Why ASMX web services are not an excuse anymore with WCF 4.0
ASXM web services has been the favorite choice for many developers for building soap web services in .NET during a long time because of its simplicity. With ASMX web services, you get a web service up and running in a matter of seconds, as it does not require any configuration. The only thing you need to do is to build the service implementation and the message contracts (xml serialization classes), and that’s all. However, when you build a system as a black box with most of the configuration hardcoded, and only a few extensibility points in mind, you will probably end up with something that is very easy to deploy and get running, but it can not be customized at all. That’s what an ASMX web service is after all, you don’t have a way easily change the protocol versions, encoders, security or even extend with custom functionality (SOAP extensions are the only entry point for extensibility, which work as message inspectors in WCF).
On the other hand, you have WCF, which is extensible beast for building services among other things. The number of extensibility points that you will find in WCF is extremely high, but the downside is that configuration also becomes extremely complex and a nightmare for most developers that only want to get their services up and running.
Fortunately, the WCF team has considerably improved the configuration experience in WCF 4.0, making possible to run a service with almost no configuration. The approach that they have taken for this version is to make everything work with no configuration, and give the chance to override what you actually need for a given scenario.

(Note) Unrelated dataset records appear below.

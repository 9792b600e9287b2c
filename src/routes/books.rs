use axum::{
    extract::{
        rejection::{JsonRejection, PathRejection, QueryRejection},
        Path, Query, State,
    },
    http::{header, StatusCode},
    response::IntoResponse,
    Json,
};

use super::BOOKS_ROOT;
use crate::{
    error::AppResult,
    state::AppState,
    types::{Book, BookFilter, NewBook, SortQuery},
};

// Extractors are taken as `Result` so rejections render as the usual JSON error payload.

pub async fn list_books(State(state): State<AppState>) -> AppResult<Json<Vec<Book>>> {
    Ok(Json(state.books.list().await?))
}

pub async fn get_book(
    State(state): State<AppState>,
    id: Result<Path<i64>, PathRejection>,
) -> AppResult<Json<Book>> {
    let Path(id) = id?;
    Ok(Json(state.books.get(id).await?))
}

pub async fn create_book(
    State(state): State<AppState>,
    payload: Result<Json<Option<NewBook>>, JsonRejection>,
) -> AppResult<impl IntoResponse> {
    let Json(payload) = payload?;
    let book = state.books.create(payload).await?;
    let location = format!("{}/{}", BOOKS_ROOT, book.id);
    Ok((StatusCode::CREATED, [(header::LOCATION, location)], Json(book)))
}

pub async fn update_book(
    State(state): State<AppState>,
    id: Result<Path<i64>, PathRejection>,
    payload: Result<Json<Book>, JsonRejection>,
) -> AppResult<StatusCode> {
    let Path(id) = id?;
    let Json(book) = payload?;
    state.books.update(id, book).await?;
    Ok(StatusCode::NO_CONTENT)
}

pub async fn delete_book(
    State(state): State<AppState>,
    id: Result<Path<i64>, PathRejection>,
) -> AppResult<StatusCode> {
    let Path(id) = id?;
    state.books.delete(id).await?;
    Ok(StatusCode::NO_CONTENT)
}

pub async fn search_books(
    State(state): State<AppState>,
    query: Result<Query<BookFilter>, QueryRejection>,
) -> AppResult<Json<Vec<Book>>> {
    let Query(filter) = query?;
    Ok(Json(state.books.search(filter).await?))
}

pub async fn sort_books(
    State(state): State<AppState>,
    query: Result<Query<SortQuery>, QueryRejection>,
) -> AppResult<Json<Vec<Book>>> {
    let Query(query) = query?;
    let books = state.books.sort(query.field.as_deref(), query.order.as_deref()).await?;
    Ok(Json(books))
}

For instance, a WCF service that uses http as transport behaves a ASMX web service by default (it uses basicHttpBinding with SOAP 1.2, transport security, text encoding and Basic profile 1.1) unless you change that. So, how can you create a new WCF service as you did before with ASMX ?. That’s simple and you need to follow these steps,
1. Create a new WCF service in Visual Studio
2. Modify the service and data contract to expose the operations you actually need in the service.
// NOTE: You can use the "Rename" command on the "Refactor" menu to change the interface name "IService1" in both code and config file together.
[ServiceContract]
public interface IService1
{
[OperationContract]
string GetData(int value);
[OperationContract]
CompositeType GetDataUsingDataContract(CompositeType composite);
// TODO: Add your service operations here
}
// Use a data contract as illustrated in the sample below to add composite types to service operations.
[DataContract]
public class CompositeType
{
bool boolValue = true;
string stringValue = "Hello ";
[DataMember]
public bool BoolValue
{
get { return boolValue; }
set { boolValue = value; }
}
[DataMember]
public string StringValue
{
get { return stringValue; }
set { stringValue = value; }
}
}
3. Optionally, enable the service metadata page for the service, so any client application can use this to generate the proxies.
<system.serviceModel>
<behaviors>
<serviceBehaviors>
<behavior>
<serviceMetadata httpGetEnabled="true"/>
</behavior>
</serviceBehaviors>
</behaviors>
</system.serviceModel>
4. Optionally, enable the ASP.NET Compatibility mode to use the ASP.NET security context (Otherwise, the service will use the default security settings for the basicHttpBinding). That will require two additional steps, adding the “serviceHostingEnvironment” element in the existing service model configuration.
<system.serviceModel>
<serviceHostingEnvironment aspNetCompatibilityEnabled="true"/>
And adding an attribute in the service,
[AspNetCompatibilityRequirements(RequirementsMode=AspNetCompatibilityRequirementsMode.Allowed)]
public class Service1 : IService1
That’s all you need to implement a new WCF service that will behave as a traditional ASMX webservice. As you can see, no service or binding configurations were required for the service. In addition, the behavior element does not have any name, so it applies to all the services running in the same host.